- **WHAT THIS TASK INVOLVES**
Would you give the entries below again in full, exactly as they stand?

- **INFORMATION GIVEN**
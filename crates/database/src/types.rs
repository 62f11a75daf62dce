use thiserror::Error;

pub type DatabaseResult<T> = Result<T, DatabaseError>;

#[derive(Error, Debug, Clone, PartialEq, Eq)]
pub enum DatabaseError {
    #[error("Index {index} does not belong to the {kind} arena (size {len})")]
    StaleIndex {
        kind: &'static str,
        index: usize,
        len: usize,
    },
}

- **RESPONSE**
filename crates/database/src/types.rs
repository 62f11a75daf62dce
use thiserror::Error;

pub type DatabaseResult<T> = Result<T, DatabaseError>;

#[derive(Error, Debug, Clone, PartialEq, Eq)]
pub enum DatabaseError {
    #[error("Index {index} does not belong to the {kind} arena (size {len})")]
    StaleIndex {
        kind: &'static str,
        index: usize,
        len: usize,
    },
}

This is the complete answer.